M. le président. — C’est bien! Le Conseil va se retirer pour délibérer.
Après une délibération d’une demi-heure, le Conseil rentre en séance, et M. le président prononce un jugement aux termes duquel Maria Bouard, reconnue coupable sur tous les chefs, est condamnée à la déportation dans une enceinte fortifiée.
Le jugement a été confirmé le 17 novembre 1871. La commission « des grâces » a rejeté le recours en grâce le 12 juin 1872. Pourtant, Maria Bouard n’a pas embarqué pour la Nouvelle-Calédonie.
Voici la dernière trace qu’elle a laissée:
L’an mil huit cent soixante quatorze, le trois Mars à huit heures du matin par-devant nous Louis Eugène Ronot Maire officier de l’état civil de la commune d’Auberive, chef-lieu de Canton Département de la Haute-Marne, sont comparus les sieurs Nicolas Arnoult âgé de cinquante deux ans et Charles Lesprit âgé de trente six ans, tous les deux employés d’administration demeurant à Auberive; lesquels nous ont déclaré que le jour d’hier deux Mars à onze heures du soir, Marie [sic] Bouard âgée de trente ans née à Saugues, arrondissement du Puy (Haute-Loire) domiciliée à Paris (Seine), célibataire, giletière [sic], fille d’Augustin Bouard et de Marie Vidal est décédée à Auberive ainsi que nous nous en sommes assuré et les déclarants ont signé avec nous le présent acte après que lecture leur en a été faite.
L’administration qui employait Nicolas Arnoult et Charles Lesprit était la « maison centrale », en bon français la prison, qui est le lieu (non précisé) de la commune d’Auberive où est morte Maria Bouard. Ah, mais! voilà un lieu où l’on a relevé son signalement: Maria Bouard mesurait 1,57 m, elle était châtain, avait les yeux gris, un visage ovale, un nez fort, une bouche moyenne et un teint coloré. Et je peux vous dire aussi qu’elle avait, à sa mort, accumulé un pécule de 253 francs qui, je suppose, est toujours dû à ses ayants-droits.
Mais… qui sont-ils?
Mais… qui était-elle donc?
Et maintenant que tout est établi, la Gazette des Tribunaux corrigée complétée et confirmée par le dossier conservé par l’armée française, maintenant qu’un acte de décès authentique signé de deux employés de prison a conclu son histoire, celle de Maria Bouard, culottière et communarde, morte en détention à l’âge de trente ans, laissez-moi ajouter un petit grain de sel: aucune Maria Bouard n’est née à Saugues, ni en août ni à aucune autre date en 1843… Ni dans les années proches.
Et pourtant…
Mon ami Jean-Pierre Bonnet, qui a été plus patient que moi avec les actes d’état civil de Saugues, a trouvé une petite Marie que son père Augustin avait eue avec sa mère Marie Vidal, à Saugues, le 26 août… 1838. Et que le maire a inscrite sous le nom de Boir. Noter que ni le père ni le témoin ne savait écrire, et sans doute ne savaient-ils pas lire non plus, de sorte que l’orthographe « Boir » ne les a pas frappés.

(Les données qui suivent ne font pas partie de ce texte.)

use page_behaviors::{BehaviorConfig, Page};
use proptest::collection::vec;
use proptest::prelude::*;
use proptest::test_runner::{FileFailurePersistence, TestCaseResult};

const BEHAVIOR_PROPTEST_REGRESSION_FILE: &str =
    "tests/proptest-regressions/behavior_property_fuzz_test.txt";
const DEFAULT_BEHAVIOR_PROPTEST_CASES: u32 = 128;

const CHROME_PAGE_HTML: &str = r#"
<nav class="navbar navbar-dark">site</nav>
<main id="mount">
  <div id="flash">
    <div id="f1" class="alert alert-success">created</div>
    <div id="f2" class="alert alert-warning">expiring</div>
    <div id="f3" class="alert alert-danger">failed</div>
  </div>
  <p id="body-copy">content</p>
</main>
"#;

#[derive(Clone, Debug)]
enum PageAction {
    Scroll(i64),
    Advance(i64),
    CloseFirstAlert,
    RemoveFirstAlert,
    Ready,
}

fn env_proptest_cases(var_name: &str, default_cases: u32) -> u32 {
    std::env::var(var_name)
        .ok()
        .and_then(|raw| raw.parse::<u32>().ok())
        .filter(|value| *value > 0)
        .unwrap_or(default_cases)
}

fn behavior_proptest_cases() -> u32 {
    env_proptest_cases(
        "PAGE_BEHAVIORS_PROPTEST_CASES",
        DEFAULT_BEHAVIOR_PROPTEST_CASES,
    )
}

fn page_action_strategy() -> BoxedStrategy<PageAction> {
    prop_oneof![
        4 => (0i64..300).prop_map(PageAction::Scroll),
        4 => (0i64..3000).prop_map(PageAction::Advance),
        1 => Just(PageAction::CloseFirstAlert),
        1 => Just(PageAction::RemoveFirstAlert),
        2 => Just(PageAction::Ready),
    ]
    .boxed()
}

fn page_action_sequence_strategy() -> BoxedStrategy<Vec<PageAction>> {
    vec(page_action_strategy(), 1..=24).boxed()
}

fn run_action(page: &mut Page, action: &PageAction) -> page_behaviors::Result<()> {
    match action {
        PageAction::Scroll(offset) => page.scroll_to(*offset),
        PageAction::Advance(delta) => page.advance_time(*delta),
        PageAction::CloseFirstAlert => {
            if page.count(".alert")? > 0 {
                page.close_alert(".alert")?;
            }
            Ok(())
        }
        PageAction::RemoveFirstAlert => {
            if page.count(".alert")? > 0 {
                page.remove(".alert")?;
            }
            Ok(())
        }
        PageAction::Ready => {
            if !page.is_ready() {
                page.document_ready()?;
            }
            Ok(())
        }
    }
}

fn assert_action_sequence_is_stable(actions: &[PageAction]) -> TestCaseResult {
    let mut page = Page::from_html(CHROME_PAGE_HTML)
        .map_err(|err| proptest::test_runner::TestCaseError::fail(format!("{err:?}")))?;
    page.bind_scroll_styler(".navbar", "scrolled", &BehaviorConfig::default())
        .map_err(|err| proptest::test_runner::TestCaseError::fail(format!("{err:?}")))?;
    page.bind_alert_auto_dismiss(".alert", &BehaviorConfig::default())
        .map_err(|err| proptest::test_runner::TestCaseError::fail(format!("{err:?}")))?;

    let mut last_offset: Option<i64> = None;
    let mut ready_at: Option<i64> = None;

    for (step, action) in actions.iter().enumerate() {
        let outcome = std::panic::catch_unwind(std::panic::AssertUnwindSafe(|| {
            run_action(&mut page, action)
        }));

        match outcome {
            Err(_) => {
                prop_assert!(
                    false,
                    "action panicked at step {step}: {action:?}, actions={actions:?}"
                );
            }
            Ok(Err(error)) => {
                prop_assert!(
                    false,
                    "action returned error at step {step}: {action:?}, error={error:?}, actions={actions:?}"
                );
            }
            Ok(Ok(())) => {}
        }

        match action {
            PageAction::Scroll(offset) => last_offset = Some(*offset),
            PageAction::Ready => {
                if ready_at.is_none() {
                    ready_at = Some(page.now_ms());
                }
            }
            _ => {}
        }

        prop_assert!(
            page.assert_exists(".navbar").is_ok(),
            "navbar missing after step {step}: {action:?}"
        );

        if let Some(offset) = last_offset {
            let styled = page
                .has_class(".navbar", "scrolled")
                .map_err(|err| proptest::test_runner::TestCaseError::fail(format!("{err:?}")))?;
            prop_assert_eq!(
                styled,
                offset > 50,
                "class state mismatch at step {} for offset {}",
                step,
                offset
            );
        }

        if let Some(ready_time) = ready_at {
            if page.now_ms().saturating_sub(ready_time) >= 4000 {
                let remaining = page
                    .count(".alert")
                    .map_err(|err| {
                        proptest::test_runner::TestCaseError::fail(format!("{err:?}"))
                    })?;
                prop_assert_eq!(
                    remaining,
                    0,
                    "alerts remained {}ms after ready at step {}",
                    page.now_ms() - ready_time,
                    step
                );
            }
        }
    }

    Ok(())
}

fn assert_scroll_class_tracks_threshold(offsets: &[i64]) -> TestCaseResult {
    let mut page = Page::from_html("<nav class='navbar'>site</nav>")
        .map_err(|err| proptest::test_runner::TestCaseError::fail(format!("{err:?}")))?;
    page.bind_scroll_styler(".navbar", "scrolled", &BehaviorConfig::default())
        .map_err(|err| proptest::test_runner::TestCaseError::fail(format!("{err:?}")))?;

    for offset in offsets {
        page.scroll_to(*offset)
            .map_err(|err| proptest::test_runner::TestCaseError::fail(format!("{err:?}")))?;
        let styled = page
            .has_class(".navbar", "scrolled")
            .map_err(|err| proptest::test_runner::TestCaseError::fail(format!("{err:?}")))?;
        prop_assert_eq!(styled, *offset > 50, "offset {} mis-styled", offset);
    }

    Ok(())
}

fn assert_each_alert_gets_one_timer(alert_count: usize) -> TestCaseResult {
    let mut html = String::from("<div id='flash'>");
    for index in 0..alert_count {
        html.push_str(&format!("<div id='n{index}' class='alert'>note</div>"));
    }
    html.push_str("</div>");

    let mut page = Page::from_html(&html)
        .map_err(|err| proptest::test_runner::TestCaseError::fail(format!("{err:?}")))?;
    page.bind_alert_auto_dismiss(".alert", &BehaviorConfig::default())
        .map_err(|err| proptest::test_runner::TestCaseError::fail(format!("{err:?}")))?;
    page.document_ready()
        .map_err(|err| proptest::test_runner::TestCaseError::fail(format!("{err:?}")))?;

    let pending = page.pending_timers();
    prop_assert_eq!(pending.len(), alert_count);
    prop_assert!(pending.iter().all(|timer| timer.due_at == 4000));

    let mut ids: Vec<i64> = pending.iter().map(|timer| timer.id).collect();
    ids.sort_unstable();
    ids.dedup();
    prop_assert_eq!(ids.len(), alert_count, "timer ids were not unique");

    Ok(())
}

proptest! {
    #![proptest_config(ProptestConfig {
        cases: behavior_proptest_cases(),
        failure_persistence: Some(Box::new(
            FileFailurePersistence::Direct(BEHAVIOR_PROPTEST_REGRESSION_FILE),
        )),
        .. ProptestConfig::default()
    })]

    #[test]
    fn scroll_class_always_tracks_threshold(offsets in vec(0i64..400, 1..=32)) {
        assert_scroll_class_tracks_threshold(&offsets)?;
    }

    #[test]
    fn page_action_sequences_never_error(actions in page_action_sequence_strategy()) {
        assert_action_sequence_is_stable(&actions)?;
    }

    #[test]
    fn each_ready_time_alert_gets_exactly_one_timer(alert_count in 0usize..=8) {
        assert_each_alert_gets_one_timer(alert_count)?;
    }
}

Marie s’est simplement un peu rajeunie.
Je suis partie d’une Marie Bonard, devenue Bouard, et dont le nom de naissance était… Boir. La voici aussi Boire… dans les Mémoires de 1886 de Louise Michel,
Je revois Auberive avec les étroites allées blanches […] De celles qui furent reconnues trop faibles pour le départ, plusieurs sont mortes: […], Marie Boire et bien d’autres que nous n’avons pas trouvées au retour.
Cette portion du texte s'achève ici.